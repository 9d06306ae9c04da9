//! Places error types

use thiserror::Error;

/// Errors that can occur during place resolution
#[derive(Debug, Error)]
pub enum PlacesError {
    /// Connection to the places service failed
    #[error("Connection failed: {0}")]
    ConnectionFailed(String),

    /// HTTP request to the places service failed
    #[error("Request failed: {0}")]
    RequestFailed(String),

    /// Failed to parse a response from the places service
    #[error("Parse error: {0}")]
    ParseError(String),

    /// The query produced no candidates
    #[error("No places found for query: {0}")]
    NoResults(String),

    /// The place id or coordinates resolve to nothing upstream
    ///
    /// Kept apart from the transport failures so callers can tell "does
    /// not exist" from "could not reach the service".
    #[error("Place not found: {0}")]
    NotFound(String),

    /// Rate limit or query quota exceeded
    #[error("Query limit exceeded")]
    RateLimitExceeded,

    /// Request timeout
    #[error("Request timed out after {timeout_secs} seconds")]
    Timeout {
        /// The timeout duration in seconds
        timeout_secs: u64,
    },

    /// Configuration error
    #[error("Configuration error: {0}")]
    ConfigurationError(String),
}

impl PlacesError {
    /// Returns true if this error is retryable
    #[must_use]
    pub const fn is_retryable(&self) -> bool {
        matches!(
            self,
            Self::ConnectionFailed(_)
                | Self::RequestFailed(_)
                | Self::Timeout { .. }
                | Self::RateLimitExceeded
        )
    }

    /// Returns true when the place simply does not exist upstream
    #[must_use]
    pub const fn is_not_found(&self) -> bool {
        matches!(self, Self::NotFound(_) | Self::NoResults(_))
    }
}

#[cfg(test)]
mod tests {
    use super::*;

    #[test]
    fn test_retryable_errors() {
        assert!(PlacesError::ConnectionFailed("reset".to_string()).is_retryable());
        assert!(PlacesError::RequestFailed("HTTP 500".to_string()).is_retryable());
        assert!(PlacesError::Timeout { timeout_secs: 10 }.is_retryable());
        assert!(PlacesError::RateLimitExceeded.is_retryable());
    }

    #[test]
    fn test_non_retryable_errors() {
        assert!(!PlacesError::NotFound("ChIJxyz".to_string()).is_retryable());
        assert!(!PlacesError::NoResults("zzz".to_string()).is_retryable());
        assert!(!PlacesError::ParseError("bad json".to_string()).is_retryable());
        assert!(!PlacesError::ConfigurationError("no key".to_string()).is_retryable());
    }

    #[test]
    fn test_not_found_classification() {
        assert!(PlacesError::NotFound("ChIJxyz".to_string()).is_not_found());
        assert!(PlacesError::NoResults("zzz".to_string()).is_not_found());
        assert!(!PlacesError::ConnectionFailed("reset".to_string()).is_not_found());
    }

    #[test]
    fn test_error_display() {
        let err = PlacesError::NotFound("ChIJxyz".to_string());
        assert!(err.to_string().contains("ChIJxyz"));

        let err = PlacesError::Timeout { timeout_secs: 10 };
        assert!(err.to_string().contains("10"));
    }
}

# # # # # # #

# [Work to complete]
I need each line from the listing where the word "reset" occurs.

# [Result for this exercise]
        assert!(PlacesError::ConnectionFailed("reset".to_string()).is_retryable());
        assert!(!PlacesError::ConnectionFailed("reset".to_string()).is_not_found());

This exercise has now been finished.